Preferences

rkangel
Joined 7,612 karma

  1. Possibly. It's the only way it actually works though, because of the Peter Priciple.

    Imagine the other way - you have peopel dong a role, and the people who do the best job at that role get promoted to the next one. Some of them will be good and the new role, some of them won't. The ones who are good will carry on getting promoted. The ones who aren't will get stuck in that role. The problem is that everyone rises to a point at which they can't do the job, and every role is filled by someone who has been promoted one step too far.

    In a healthy structure, it should be a halfway house - you shouldn't have to be doing the whole job that you're trying to get promoted to, you should be doing enough bits and pieces of it that you demonstrate that you CAN do it. That way the company has information that they're not promoting you to a position of incompetence.

  2. Wayland is a significant improvement in one specific area (and it's not this one).

    All programs in X were trusted and had access to the same drawing space. This meant that one program could see what another one was drawing. Effectively this meant that any compromised program could see your whole screen if you were using X.

    Wayland has a different architecture where programs only have access to the resources to draw their own stuff, and then a separate compositor joins all the results together.

    Wayland does nothing about the REST of the application permission model - ability to access files, send network requests etc. For that you need more sandboxing e.g. Flatpak, Containers, VMs

  3. I think this article is missing the point a bit.

    It's saying that the action of calling an async function (e.g. one you've written) isn't itself a yield point. The only yield points are places where we the call would block for external events like IO or time - `await asyncio.sleep(100)` would be one of those.

    This is true, but surely fairly irrelevant? Any async function call has somewhere in its possible call tree one of those yield points. If it didn't then it wouldn't need to be marked async.

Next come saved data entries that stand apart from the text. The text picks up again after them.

// In-process test client

use parking_lot::Mutex;
use std::collections::HashMap;
use tessera_core::{App, BodyItem, Dispatcher, HttpRequest, HttpResponse, Invocation};

/// Drives a [`Dispatcher`] the way the browser runtime would, without a
/// socket. Remembers cookies set by responses so consecutive requests share
/// one session.
pub struct TestClient {
    dispatcher: Dispatcher,
    cookies: Mutex<HashMap<String, String>>,
}

impl TestClient {
    pub fn new(dispatcher: Dispatcher) -> Self {
        Self {
            dispatcher,
            cookies: Mutex::new(HashMap::new()),
        }
    }

    /// Client for everything registered on `app` so far and after.
    pub fn from_app(app: &App) -> Self {
        Self::new(app.dispatcher())
    }

    pub fn dispatcher(&self) -> &Dispatcher {
        &self.dispatcher
    }

    /// Make a GET request, as `__load` does
    pub async fn get(&self, path: &str) -> TestResponse {
        self.request("GET", path, Vec::new()).await
    }

    /// POST a JSON array of body items
    pub async fn post(&self, path: &str, items: &[BodyItem]) -> TestResponse {
        let body = serde_json::to_vec(items).unwrap_or_default();
        self.request("POST", path, body).await
    }

    /// Fire an invocation with only its bound values, as a click on an
    /// unnamed element does.
    pub async fn invoke(&self, invocation: &Invocation) -> TestResponse {
        self.post(invocation.route().as_str(), invocation.values()).await
    }

    /// Fire an invocation the way `__submit` does: every `fields` entry
    /// overrides a bound value of the same name.
    pub async fn submit(&self, invocation: &Invocation, fields: &[BodyItem]) -> TestResponse {
        let items = merge(invocation.values(), fields);
        self.post(invocation.route().as_str(), &items).await
    }

    /// Make a request with a custom method and raw body
    pub async fn request(&self, method: &str, path: &str, body: Vec<u8>) -> TestResponse {
        let mut request = HttpRequest::new(method, path).with_body(body);
        if let Some(cookie) = self.cookie_header() {
            request = request.with_header("Cookie", cookie);
        }

        let response = self.dispatcher.dispatch(request).await;
        self.remember(&response);
        TestResponse::new(response)
    }

    /// Current value of cookie `name`
    pub fn cookie(&self, name: &str) -> Option<String> {
        self.cookies.lock().get(name).cloned()
    }

    /// Session id assigned by the server, if any request minted one yet
    pub fn session_id(&self) -> Option<String> {
        self.cookie(&self.dispatcher.config().cookie.name)
    }

    pub fn set_cookie(&self, name: impl Into<String>, value: impl Into<String>) {
        self.cookies.lock().insert(name.into(), value.into());
    }

    /// Forget all cookies; the next request starts a fresh session
    pub fn clear_cookies(&self) {
        self.cookies.lock().clear();
    }

    fn cookie_header(&self) -> Option<String> {
        let cookies = self.cookies.lock();
        if cookies.is_empty() {
            return None;
        }
        let mut pairs: Vec<String> = cookies.iter().map(|(k, v)| format!("{k}={v}")).collect();
        pairs.sort();
        Some(pairs.join("; "))
    }

    fn remember(&self, response: &HttpResponse) {
        let Some(header) = response.headers.get("Set-Cookie") else {
            return;
        };
        let first = header.split(';').next().unwrap_or_default();
        if let Some((name, value)) = first.trim().split_once('=') {
            self.set_cookie(name, value);
        }
    }
}

/// Later items replace earlier ones with the same name and move to the end.
pub fn merge(values: &[BodyItem], fields: &[BodyItem]) -> Vec<BodyItem> {
    let mut merged = values.to_vec();
    for field in fields {
        merged.retain(|item| item.name != field.name);
        merged.push(field.clone());
    }
    merged
}

/// A dispatched response.
#[derive(Debug, Clone)]
pub struct TestResponse {
    response: HttpResponse,
}

impl TestResponse {
    pub fn new(response: HttpResponse) -> Self {
        Self { response }
    }

    pub fn status(&self) -> u16 {
        self.response.status
    }

    pub fn is_success(&self) -> bool {
        (200..300).contains(&self.response.status)
    }

    pub fn body_string(&self) -> String {
        self.response.body_string()
    }

    /// Get a header by name, ignoring ASCII case
    pub fn header(&self, key: &str) -> Option<&String> {
        self.response
            .headers
            .iter()
            .find(|(name, _)| name.eq_ignore_ascii_case(key))
            .map(|(_, value)| value)
    }

    /// The body up to the first out-of-band `<script>`
    pub fn fragment(&self) -> String {
        let body = self.body_string();
        match body.find("<script>") {
            Some(at) => body[..at].to_string(),
            None => body,
        }
    }

    /// Every `<script>...</script>` block in the body, in order
    pub fn scripts(&self) -> Vec<String> {
        let body = self.body_string();
        let mut scripts = Vec::new();
        let mut rest = body.as_str();
        while let Some(start) = rest.find("<script>") {
            let tail = &rest[start..];
            let Some(end) = tail.find("</script>") else {
                break;
            };
            let close = end + "</script>".len();
            scripts.push(tail[..close].to_string());
            rest = &tail[close..];
        }
        scripts
    }

    pub fn into_inner(self) -> HttpResponse {
        self.response
    }
}

impl AsRef<HttpResponse> for TestResponse {
    fn as_ref(&self) -> &HttpResponse {
        &self.response
    }
}

#[cfg(test)]
mod tests {
    use super::*;
    use tessera_core::{AppConfig, Context, Field};

    async fn whoami(ctx: Context) -> String {
        ctx.session_id().to_string()
    }

    async fn echo(ctx: Context) -> String {
        let items = ctx.body_items().unwrap_or_default();
        items
            .iter()
            .map(|item| format!("{}={}", item.name, item.value))
            .collect::<Vec<_>>()
            .join("&")
    }

    async fn toast(ctx: Context) -> String {
        ctx.success("saved");
        "<p>ok</p>".to_string()
    }

    fn item(name: &str, kind: &str, value: &str) -> BodyItem {
        BodyItem::new(name, kind, value)
    }

    #[tokio::test]
    async fn test_session_cookie_is_kept_between_requests() {
        let app = App::new(AppConfig::default());
        app.page("/me", whoami);
        let client = TestClient::from_app(&app);

        let first = client.get("/me").await;
        let second = client.get("/me").await;

        assert_eq!(first.body_string(), second.body_string());
        assert_eq!(client.session_id(), Some(first.body_string()));
        assert!(second.header("set-cookie").is_none());
    }

    #[tokio::test]
    async fn test_clear_cookies_starts_new_session() {
        let app = App::new(AppConfig::default());
        app.page("/me", whoami);
        let client = TestClient::from_app(&app);

        let first = client.get("/me").await;
        client.clear_cookies();
        let second = client.get("/me").await;

        assert_ne!(first.body_string(), second.body_string());
    }

    #[derive(Default, Field)]
    #[field(crate = "tessera_core")]
    struct Row {
        id: i64,
        name: String,
    }

    #[tokio::test]
    async fn test_submit_overrides_bound_values() {
        let app = App::new(AppConfig::default());
        let action = app.action("echo", echo);
        let client = TestClient::from_app(&app);

        let row = Row {
            id: 7,
            name: "old".to_string(),
        };
        let invocation = action.send(&[&row]);

        let response = client.submit(&invocation, &[item("name", "text", "new")]).await;
        assert_eq!(response.body_string(), "id=7&name=new");
    }

    #[test]
    fn test_merge_replaces_and_appends() {
        let values = vec![item("a", "int", "1"), item("b", "text", "x")];
        let merged = merge(&values, &[item("a", "int", "2"), item("c", "bool", "true")]);

        let names: Vec<_> = merged.iter().map(|i| i.name.as_str()).collect();
        assert_eq!(names, ["b", "a", "c"]);
        assert_eq!(merged[1].value, "2");
    }

    #[tokio::test]
    async fn test_fragment_and_scripts_split() {
        let app = App::new(AppConfig::default());
        let action = app.action("toast", toast);
        let client = TestClient::from_app(&app);

        let response = client.invoke(&action.call(&[])).await;

        assert_eq!(response.fragment(), "<p>ok</p>");
        assert_eq!(response.scripts().len(), 1);
        assert!(response.scripts()[0].contains("saved"));
    }
}
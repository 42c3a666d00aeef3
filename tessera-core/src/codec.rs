//! Body codec.
//!
//! A request payload is a flat list of [`BodyItem`]s. Each item names a
//! field by path (`Filter[2].Dates.From`), carries a type tag describing how
//! the browser produced the text, and the text itself. [`decode`] applies
//! the items one by one to a value implementing [`Field`]; an item whose
//! path or text cannot be used is logged and skipped without touching
//! anything else.
//!
//! [`Field`] is the per-type field tree the codec walks. Records get it from
//! `#[derive(Field)]`; scalars, `Option`, `Vec` and `Box` are covered here.

use crate::DecodeError;
use chrono::{DateTime, NaiveDate, NaiveDateTime, NaiveTime, Timelike, Utc};
use serde::{Deserialize, Deserializer, Serialize};

/// Sequences never grow past this many elements from a single item.
pub const MAX_SEQUENCE_LEN: usize = 10_000;

/// Elements a whole decode may add to sequences, across every item.
pub const MAX_DECODE_GROWTH: usize = 10_000;

const DATE_FORMAT: &str = "%Y-%m-%d";
const TIME_FORMAT: &str = "%H:%M";
const TIME_SECONDS_FORMAT: &str = "%H:%M:%S%.f";
const DATETIME_FORMAT: &str = "%Y-%m-%dT%H:%M";
const DATETIME_SECONDS_FORMAT: &str = "%Y-%m-%dT%H:%M:%S%.f";
const TIMESTAMP_FALLBACK_FORMAT: &str = "%Y-%m-%d %H:%M:%S%.f %z";

/// One wire-encoded field value.
#[derive(Debug, Clone, PartialEq, Eq, Serialize, Deserialize)]
pub struct BodyItem {
    pub name: String,
    #[serde(rename = "type", default, deserialize_with = "nullable")]
    pub kind: String,
    #[serde(default, deserialize_with = "nullable")]
    pub value: String,
}

impl BodyItem {
    pub fn new(name: impl Into<String>, kind: impl Into<String>, value: impl Into<String>) -> Self {
        Self {
            name: name.into(),
            kind: kind.into(),
            value: value.into(),
        }
    }
}

// `select` and `textarea` elements have no type attribute and send null.
fn nullable<'de, D: Deserializer<'de>>(deserializer: D) -> Result<String, D::Error> {
    Ok(Option::<String>::deserialize(deserializer)?.unwrap_or_default())
}

/// How the text of a [`BodyItem`] is to be read.
#[derive(Debug, Clone, Copy, PartialEq, Eq)]
pub enum TypeTag {
    /// No tag at all.
    Empty,
    Text,
    Bool,
    Int,
    Uint,
    Float,
    /// An HTML number input: integer when it parses as one, float otherwise.
    Number,
    Date,
    Time,
    DateTime,
    Timestamp,
    /// Any tag this codec does not know.
    Other,
}

impl TypeTag {
    pub fn parse(tag: &str) -> Self {
        match tag {
            "" => TypeTag::Empty,
            "string" | "radio" => TypeTag::Text,
            "bool" | "checkbox" => TypeTag::Bool,
            "int" | "int8" | "int16" | "int32" | "int64" => TypeTag::Int,
            "uint" | "uint8" | "uint16" | "uint32" | "uint64" => TypeTag::Uint,
            "float" | "float32" | "float64" => TypeTag::Float,
            "number" => TypeTag::Number,
            "date" => TypeTag::Date,
            "time" => TypeTag::Time,
            "datetime-local" | "datetime" => TypeTag::DateTime,
            "timestamp" | "Time" => TypeTag::Timestamp,
            _ => TypeTag::Other,
        }
    }

    /// Canonical wire spelling.
    pub fn as_str(&self) -> &'static str {
        match self {
            TypeTag::Empty => "",
            TypeTag::Text => "string",
            TypeTag::Bool => "bool",
            TypeTag::Int => "int",
            TypeTag::Uint => "uint",
            TypeTag::Float => "float",
            TypeTag::Number => "number",
            TypeTag::Date => "date",
            TypeTag::Time => "time",
            TypeTag::DateTime => "datetime-local",
            TypeTag::Timestamp => "timestamp",
            TypeTag::Other => "other",
        }
    }
}

/// A wire value after coercion.
#[derive(Debug, Clone, PartialEq)]
pub enum Value {
    Text(String),
    Bool(bool),
    Int(i64),
    Uint(u64),
    Float(f64),
    Date(NaiveDate),
    Time(NaiveTime),
    DateTime(NaiveDateTime),
    Timestamp(DateTime<Utc>),
}

/// Coerce `raw` according to `tag`.
///
/// `Ok(None)` means the tag carries no value (empty or unknown tag).
pub fn coerce(tag: TypeTag, raw: &str) -> Result<Option<Value>, DecodeError> {
    let unparseable = |expected| DecodeError::Unparseable {
        value: raw.to_string(),
        expected,
    };

    let value = match tag {
        TypeTag::Empty | TypeTag::Other => return Ok(None),
        TypeTag::Text => Value::Text(raw.to_string()),
        TypeTag::Bool => Value::Bool(raw == "true"),
        TypeTag::Int => Value::Int(digits(raw).parse().map_err(|_| unparseable("int"))?),
        TypeTag::Uint => Value::Uint(digits(raw).parse().map_err(|_| unparseable("uint"))?),
        TypeTag::Float => Value::Float(digits(raw).parse().map_err(|_| unparseable("float"))?),
        TypeTag::Number => {
            let cleaned = digits(raw);
            if let Ok(n) = cleaned.parse::<i64>() {
                Value::Int(n)
            } else if let Ok(n) = cleaned.parse::<u64>() {
                Value::Uint(n)
            } else {
                Value::Float(cleaned.parse().map_err(|_| unparseable("number"))?)
            }
        }
        TypeTag::Date => Value::Date(
            NaiveDate::parse_from_str(raw, DATE_FORMAT).map_err(|_| unparseable("date"))?,
        ),
        TypeTag::Time => Value::Time(
            NaiveTime::parse_from_str(raw, TIME_FORMAT)
                .or_else(|_| NaiveTime::parse_from_str(raw, TIME_SECONDS_FORMAT))
                .map_err(|_| unparseable("time"))?,
        ),
        TypeTag::DateTime => Value::DateTime(
            NaiveDateTime::parse_from_str(raw, DATETIME_FORMAT)
                .or_else(|_| NaiveDateTime::parse_from_str(raw, DATETIME_SECONDS_FORMAT))
                .map_err(|_| unparseable("datetime"))?,
        ),
        TypeTag::Timestamp => {
            Value::Timestamp(parse_timestamp(raw).ok_or_else(|| unparseable("timestamp"))?)
        }
    };

    Ok(Some(value))
}
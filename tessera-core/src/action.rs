//! Action descriptors and their wire encoding.
//!
//! Render code turns an [`Action`] into a client invocation expression and
//! embeds it in an event attribute:
//!
//! ```ignore
//! let target = Target::new();
//! let button = format!(
//!     r#"<button {}>+1</button>"#,
//!     increment.click(&[&counter]).replace(&target),
//! );
//! ```
//!
//! The expression calls one of the client runtime entry points with the
//! swap mode, the target id, the route and the bound values flattened to
//! body items.

use crate::client::js_string;
use crate::codec::{self, BodyItem, Field};
use crate::registry::{Action, Route};
use rand::Rng;
use rand::distr::Alphanumeric;
use regex::Regex;
use std::fmt;
use std::sync::LazyLock;

/// Length of the random part of a target id.
pub const TARGET_ID_LENGTH: usize = 15;

static NEWLINES: LazyLock<Regex> = LazyLock::new(|| Regex::new(r"[\t\n]+").expect("valid regex"));
static WIDE_SPACE: LazyLock<Regex> = LazyLock::new(|| Regex::new(r"\s{4,}").expect("valid regex"));

/// How the returned fragment is applied to the document.
#[derive(Debug, Clone, Copy, PartialEq, Eq)]
pub enum Swap {
    /// Replace the target's inner content.
    Render,
    /// Replace the target element itself.
    Replace,
    /// Leave the document alone; returned scripts still run.
    None,
}

impl Swap {
    /// Name the client runtime understands.
    pub fn as_str(&self) -> &'static str {
        match self {
            Swap::Render => "inline",
            Swap::Replace => "outline",
            Swap::None => "none",
        }
    }
}

impl fmt::Display for Swap {
    fn fmt(&self, f: &mut fmt::Formatter<'_>) -> fmt::Result {
        f.write_str(self.as_str())
    }
}

/// Which client entry point collects the payload.
#[derive(Debug, Clone, Copy, PartialEq, Eq)]
pub enum Verb {
    /// Bound values plus the triggering element.
    Post,
    /// Bound values overridden by every named field of the enclosing form.
    Form,
}

impl Verb {
    pub fn function(&self) -> &'static str {
        match self {
            Verb::Post => "__post",
            Verb::Form => "__submit",
        }
    }
}

/// A DOM anchor for swaps.
#[derive(Debug, Clone, PartialEq, Eq, Hash)]
pub struct Target(String);

impl Target {
    /// A fresh, random id.
    pub fn new() -> Self {
        Self(format!("i{}", random_token(TARGET_ID_LENGTH)))
    }

    /// Wrap an id that already exists in the document.
    pub fn from_id(id: impl Into<String>) -> Self {
        Self(id.into())
    }

    pub fn id(&self) -> &str {
        &self.0
    }

    /// `id="…"` attribute for the anchored element.
    pub fn attr(&self) -> String {
        format!(r#"id="{}""#, self.0)
    }
}

impl Default for Target {
    fn default() -> Self {
        Self::new()
    }
}

impl fmt::Display for Target {
    fn fmt(&self, f: &mut fmt::Formatter<'_>) -> fmt::Result {
        f.write_str(&self.0)
    }
}

/// An action bound to its values, waiting for a swap mode and target.
#[derive(Debug, Clone)]
pub struct Invocation {
    route: Route,
    verb: Verb,
    values: Vec<BodyItem>,
    attribute: Option<&'static str>,
}

impl Invocation {
    pub fn new(action: &Action, verb: Verb, values: &[&dyn Field]) -> Self {
        let mut items = Vec::new();
        for value in values {
            value.encode("", &mut items);
        }

        Self {
            route: action.route().clone(),
            verb,
            values: items,
            attribute: None,
        }
    }

    /// Wrap the expression in an event attribute, e.g. `onclick`.
    pub fn on(mut self, attribute: &'static str) -> Self {
        self.attribute = Some(attribute);
        self
    }

    /// Bind one more value.
    pub fn with(mut self, value: &dyn Field) -> Self {
        self.values.extend(codec::encode(value));
        self
    }

    /// Replace the inner content of `target` with the result.
    pub fn render(&self, target: &Target) -> String {
        self.encode(Swap::Render, Some(target))
    }

    /// Replace `target` itself with the result.
    pub fn replace(&self, target: &Target) -> String {
        self.encode(Swap::Replace, Some(target))
    }

    /// Fire and forget.
    pub fn none(&self) -> String {
        self.encode(Swap::None, None)
    }

    pub fn values(&self) -> &[BodyItem] {
        &self.values
    }

    pub fn route(&self) -> &Route {
        &self.route
    }

    pub fn verb(&self) -> Verb {
        self.verb
    }

    pub fn encode(&self, swap: Swap, target: Option<&Target>) -> String {
        let values = serde_json::to_string(&self.values).unwrap_or_else(|_| "[]".to_string());
        let expression = normalize(&format!(
            r#"{}(event, "{}", "{}", "{}", {}) "#,
            self.verb.function(),
            swap,
            target.map(Target::id).unwrap_or_default(),
            self.route,
            values,
        ));

        match self.attribute {
            Some(attribute) => format!(r#"{attribute}="{expression}""#),
            None => expression,
        }
    }
}

impl Action {
    /// POST invocation expression.
    pub fn call(&self, values: &[&dyn Field]) -> Invocation {
        Invocation::new(self, Verb::Post, values)
    }

    /// FORM invocation expression.
    pub fn send(&self, values: &[&dyn Field]) -> Invocation {
        Invocation::new(self, Verb::Form, values)
    }

    /// POST invocation as an `onclick` attribute.
    pub fn click(&self, values: &[&dyn Field]) -> Invocation {
        self.call(values).on("onclick")
    }

    /// FORM invocation as an `onsubmit` attribute.
    pub fn submit(&self, values: &[&dyn Field]) -> Invocation {
        self.send(values).on("onsubmit")
    }
}

/// Client-side navigation to `href`, as an `onclick` attribute.
pub fn load(href: &str) -> String {
    format!(r#"onclick="{}""#, normalize(&format!("__load({})", js_string(href))))
}

/// Make text safe inside a double-quoted attribute and flatten it to one
/// line.
pub fn normalize(text: &str) -> String {
    trim(&text.replace('&', "&amp;").replace('"', "&quot;"))
}

/// Strip tabs and newlines and collapse long whitespace runs.
pub fn trim(text: &str) -> String {
    let flat = NEWLINES.replace_all(text, "");
    WIDE_SPACE.replace_all(&flat, " ").into_owned()
}

pub(crate) fn random_token(length: usize) -> String {
    rand::rng()
        .sample_iter(&Alphanumeric)
        .take(length)
        .map(char::from)
        .collect()
}

#[cfg(test)]
mod tests {
    use super::*;
    use crate::{Context, Field, Registry};
    use std::collections::HashSet;

    #[derive(Debug, Default, Field)]
    struct Counter {
        #[field(rename = "Count")]
        count: i64,
        #[field(rename = "Label")]
        label: String,
    }

    async fn increment(_ctx: Context) -> String {
        String::new()
    }

    fn action() -> Action {
        Registry::new().action("counter.increment", increment)
    }

    #[test]
    fn test_post_expression() {
        let counter = Counter {
            count: 3,
            label: "a".into(),
        };
        let target = Target::from_id("iabc");
        let expression = action().call(&[&counter]).render(&target);

        assert_eq!(
            expression,
            "__post(event, &quot;inline&quot;, &quot;iabc&quot;, &quot;/counter.increment&quot;, \
             [{&quot;name&quot;:&quot;Count&quot;,&quot;type&quot;:&quot;int&quot;,&quot;value&quot;:&quot;3&quot;},\
             {&quot;name&quot;:&quot;Label&quot;,&quot;type&quot;:&quot;string&quot;,&quot;value&quot;:&quot;a&quot;}]) "
        );
    }

    #[test]
    fn test_form_expression_without_values() {
        let target = Target::from_id("t1");
        let expression = action().send(&[]).replace(&target);

        assert!(expression.starts_with("__submit(event, &quot;outline&quot;, &quot;t1&quot;"));
        assert!(expression.ends_with(", []) "));
    }

    #[test]
    fn test_none_carries_no_target() {
        let expression = action().call(&[]).none();
        assert!(expression.contains("&quot;none&quot;, &quot;&quot;,"));
    }

    #[test]
    fn test_click_and_submit_attributes() {
        let target = Target::from_id("t1");
        let click = action().click(&[]).render(&target);
        let submit = action().submit(&[]).render(&target);

        assert!(click.starts_with(r#"onclick="__post(event, "#));
        assert!(submit.starts_with(r#"onsubmit="__submit(event, "#));
        assert!(click.ends_with(r#") ""#));
    }

    #[test]
    fn test_bound_text_is_attribute_safe() {
        let counter = Counter {
            count: 0,
            label: "say \"hi\" & <b>\n\tbye".into(),
        };
        let expression = action().call(&[&counter]).none();

        assert!(!expression.contains('"'));
        assert!(!expression.contains('\n'));
        assert!(!expression.contains('\t'));
        assert!(expression.contains("&amp;"));
    }

    #[test]
    fn test_with_appends_values() {
        let first = Counter::default();
        let second = Counter {
            count: 2,
            label: String::new(),
        };
        let invocation = action().call(&[&first]).with(&second);
        assert_eq!(invocation.values().len(), 4);
        assert_eq!(invocation.values()[2].value, "2");
    }

    #[test]
    fn test_trim_collapses_whitespace() {
        assert_eq!(trim("a\n\tb        c  d"), "ab c  d");
    }

    #[test]
    fn test_load_expression() {
        assert_eq!(load("/about"), r#"onclick="__load(&quot;/about&quot;)""#);
    }

    #[test]
    fn test_load_quote_stays_inside_literal() {
        let attribute = load(r#"/search?q=a"b"#);
        assert_eq!(
            attribute,
            r#"onclick="__load(&quot;/search?q=a\&quot;b&quot;)""#
        );

        // What the browser hands the script after attribute decoding.
        let script = attribute
            .trim_start_matches(r#"onclick=""#)
            .trim_end_matches('"')
            .replace("&quot;", "\"")
            .replace("&amp;", "&");
        assert_eq!(script, r#"__load("/search?q=a\"b")"#);
    }

    #[test]
    fn test_targets_are_unique() {
        let ids: HashSet<String> = (0..1000).map(|_| Target::new().id().to_string()).collect();
        assert_eq!(ids.len(), 1000);

        let target = Target::new();
        assert!(target.id().starts_with('i'));
        assert_eq!(target.id().len(), TARGET_ID_LENGTH + 1);
        assert!(target.id().chars().all(|c| c.is_ascii_alphanumeric()));
    }

    #[test]
    fn test_swap_names() {
        assert_eq!(Swap::Render.as_str(), "inline");
        assert_eq!(Swap::Replace.as_str(), "outline");
        assert_eq!(Swap::None.as_str(), "none");
    }
}
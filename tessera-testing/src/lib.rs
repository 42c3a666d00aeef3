//! Testing utilities for Tessera applications.
//!
//! [`TestClient`] dispatches requests in-process, keeps the session cookie
//! between calls and replays invocations the way the browser runtime sends
//! them.
//!
//! ```no_run
//! use tessera_core::{App, AppConfig, Context};
//! use tessera_testing::*;
//!
//! async fn hello(_ctx: Context) -> String {
//!     "<p>Hello!</p>".to_string()
//! }
//!
//! # tokio_test::block_on(async {
//! let app = App::new(AppConfig::default());
//! let action = app.action("hello", hello);
//!
//! let client = TestClient::from_app(&app);
//! let response = client.invoke(&action.call(&[])).await;
//! assert_status(&response, 200);
//! assert_fragment(&response, "<p>Hello!</p>");
//! # });
//! ```

mod assertions;
mod test_client;

pub use assertions::{
    assert_body_contains, assert_fragment, assert_header, assert_http_status, assert_new_session,
    assert_script_count, assert_status,
};
pub use test_client::{TestClient, TestResponse, merge};
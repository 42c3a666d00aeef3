//! Session storage for Tessera applications.
//!
//! A session is identified by the id carried in the session cookie. Within
//! a session, handlers persist named JSON blobs: `save` writes one under
//! (session id, name), `load` reads the last one back. Loading a name that
//! was never saved is not an error.
//!
//! # Features
//!
//! - `redis` - Redis session storage
//!
//! The in-memory store is always available.
//!
//! # Examples
//!
//! ```
//! use tessera_session::*;
//!
//! # async fn example() -> SessionResult<()> {
//! let store = MemorySessionStore::new();
//! store.save_value("abc", "theme", "dark").await?;
//!
//! let mut theme = String::new();
//! store.load_into("abc", "theme", &mut theme).await?;
//! assert_eq!(theme, "dark");
//! # Ok(())
//! # }
//! ```

pub mod config;
pub mod error;
pub mod memory_session;
pub mod traits;

#[cfg(feature = "redis")]
pub mod redis_session;

pub use config::{SessionBackend, SessionConfig};
pub use error::{SessionError, SessionResult};
pub use memory_session::MemorySessionStore;
pub use traits::{SessionStore, SessionStoreExt, validate_session_id};

#[cfg(feature = "redis")]
pub use redis_session::RedisSessionStore;

use std::sync::Arc;

/// Build the store described by `config`.
pub async fn connect(config: SessionConfig) -> SessionResult<Arc<dyn SessionStore>> {
    match config.backend {
        SessionBackend::Memory => Ok(Arc::new(MemorySessionStore::with_config(config))),
        #[cfg(feature = "redis")]
        SessionBackend::Redis => Ok(Arc::new(RedisSessionStore::new(config).await?)),
        #[cfg(not(feature = "redis"))]
        SessionBackend::Redis => Err(SessionError::Config(
            "Redis sessions require the `redis` feature".to_string(),
        )),
    }
}
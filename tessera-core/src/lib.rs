// Core library for the Tessera runtime
// Handlers become endpoints, the browser invokes them, returned fragments
// are spliced back into the live document.

// `#[derive(Field)]` expands to `::tessera::codec` paths.
extern crate self as tessera;

pub mod action;
pub mod application;
pub mod client;
pub mod codec;
pub mod config;
pub mod context;
pub mod dispatcher;
pub mod error;
pub mod http;
pub mod logging;
pub mod registry;
pub mod status;

// Re-export commonly used types
pub use action::{Invocation, Swap, Target, Verb, load};
pub use application::App;
pub use client::{CONTENT_ID, Document, runtime_script};
pub use codec::{BodyItem, DecodeReport, Field, TypeTag, decode, encode};
pub use config::{AppConfig, CookieConfig, RuntimeConfig, SameSite};
pub use context::{Context, Session};
pub use dispatcher::Dispatcher;
pub use error::*;
pub use http::*;
pub use registry::{Action, Handler, HandlerFn, HandlerFuture, Registry, Route};
pub use status::*;

/// `#[derive(Field)]` for request payload records.
pub use tessera_macros::Field;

  4. A good manufacturing process (with the appropriate level of testing) should result in yield variations, not quality variations. i.e. if the line is running less well for some reason, then you end up throwing more in the bin rather than shipping bad product.
  5. I would only consider doing stuff on-prem because of services like Cloudflare. You can have some of the global features like edge-caching while also getting the (cost) benefits of on-prem.
  6. That's not what they're demanding (or at least, that's only one way of giving them what they're demanding).

    A legal guarantee that they'll allow people to configure their watches for an alternate app store would probably be sufficient, for instance.

  7. There's all sorts of things you can do if you don't care about money.

    The more interesting point is that if you aren't driven by investors to care about short term financial stuff (stock prices) then you can make long term decisions. Caring about your customers is a classic one for this - costs you money in the short term, but in the long term gets you a great customer base.

  8. As someone who has big hands (not chunky, just long fingers), I find the Steam Deck sooo comfortable and satisfying to hold. I still use my Nintendo Switch from time to time, but holding it now feels like it was designed for a child (which it was!).
  9. If you buy a Steam Deck and just use it as a handheld console and never select "reboot to desktop mode" it will act just like a closed console. The exceptions compared to something like a Switch:

    - For some games (usually those oriented around keyboard and mouse) you need to go and select one of the community control configurations, and maybe tweak it a bit. For example, I needed to do this with FTL to make it easily playable

    - Occasionally (and I've basically had to do this once, in my 2+ years with a Steam Deck) you need to go and select a different Proton version to make it work. ProtonDB tells you what to do

    This is all rare though. The vast majority of games have a control setup for using a controller, and they definitely do if they've ever been released on console. And they will Just Work.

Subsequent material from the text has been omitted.